# How many square feet will 16000 BTU's heat?



## flamegrabber (Jul 15, 2008)

In an older, reasonably insulated house?

When outside temp is ~35*.

Anyone have a ballpark figure?

Thanks,

FG.


----------



## mkmh (Jul 15, 2008)

I'm going to guess 600 square feet.
Depends also on room/house layout, ceiling height etc.

16000 BTUs is a little more than 3 of those portable electric space heaters running on full blast.

I am heating approximately 1400 square feet of my home with a 35,000 btu pellet stove...but the layout is excellent, insulation is above average and I use some small fans to get the convection currents going.
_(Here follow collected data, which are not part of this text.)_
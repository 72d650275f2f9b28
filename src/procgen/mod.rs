//! Procedural tree generation
//!
//! A tree is grown recursively from a vertical trunk: every node adds one tube segment,
//! forks into up to `max_branches` children and ends in foliage once its depth is used up.
//! Two growth habits share the recursion:
//! - Broadleaf: every level bends away from its parent
//! - Pine: a straight main stem that keeps extending, with whorls of shorter bent branches
//!
//! All randomness comes from one seeded stream, so a `(params, seed)` pair always grows
//! the same tree.

pub mod branch;
pub mod foliage;
pub mod params;
pub mod tube;

use rand::{Rng, SeedableRng};
use rand_pcg::Pcg64;

use crate::core::types::Result;
use crate::mesh::MeshOutput;

pub use branch::{BranchEngine, BranchState, Habit, WhorlLevel};
pub use foliage::scatter_foliage;
pub use params::{TreeKind, TreeParams};
pub use tube::build_tube;

/// Grow the tree described by `params`, dispatching on [`TreeParams::kind`]
pub fn generate(params: &TreeParams, seed: u64) -> Result<MeshOutput> {
    match params.kind {
        TreeKind::Broadleaf => generate_broadleaf(params, seed),
        TreeKind::Pine => generate_pine(params, seed),
    }
}

/// Grow a broadleaf tree from a fresh stream seeded with `seed`
pub fn generate_broadleaf(params: &TreeParams, seed: u64) -> Result<MeshOutput> {
    grow_broadleaf(params, &mut Pcg64::seed_from_u64(seed))
}

/// Grow a pine tree from a fresh stream seeded with `seed`
pub fn generate_pine(params: &TreeParams, seed: u64) -> Result<MeshOutput> {
    grow_pine(params, &mut Pcg64::seed_from_u64(seed))
}

/// Grow a broadleaf tree drawing from a caller-owned stream
pub fn grow_broadleaf<R: Rng + ?Sized>(params: &TreeParams, rng: &mut R) -> Result<MeshOutput> {
    grow(params, Habit::Broadleaf, rng)
}

/// Grow a pine tree drawing from a caller-owned stream
pub fn grow_pine<R: Rng + ?Sized>(params: &TreeParams, rng: &mut R) -> Result<MeshOutput> {
    grow(params, Habit::Pine(WhorlLevel::Stem), rng)
}

fn grow<R: Rng + ?Sized>(params: &TreeParams, habit: Habit, rng: &mut R) -> Result<MeshOutput> {
    let root = BranchState::root(params, habit);
    BranchEngine::new(params, rng).run(root)
}

/// Uniform sample in `low..high`, one draw
pub(crate) fn uniform<R: Rng + ?Sized>(rng: &mut R, low: f64, high: f64) -> f64 {
    low + (high - low) * rng.random::<f64>()
}

/// True with probability `p`, one draw
pub(crate) fn chance<R: Rng + ?Sized>(rng: &mut R, p: f64) -> bool {
    rng.random::<f64>() < p
}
Even when the temp gets down to 15 or so this stove does a good job with the space.

Your results may vary


----------



## stoveguy2esw (Jul 16, 2008)

too open a question, depends on the r factor the space is inslulate to 16Kbtu on a constnt output is a signifigant amount of heat , i could see it heating 1200 sq ft , or maybe not even a 1 car garage  it all depends on retention.


----------



## flamegrabber (Jul 16, 2008)

Thanks alot for the info guys.

Here's another question:

When square feet is calculated for this purpose ( pellet stove heating capacity ), is it normally done as the sum of every room's length's * width's?, or the outside length * width of the house/structure, multplied by the number of floors to be heated?

Thanks again,

FG.




			
				stoveguy2esw said:
			
		

> too open a question, depends on the r factor the space is inslulate to 16Kbtu on a constnt output is a signifigant amount of heat , i could see it heating 1200 sq ft , or maybe not even a 1 car garage  it all depends on retention.


----------



## hoverfly (Jul 16, 2008)

I would think total sqft of living space, "inside".


----------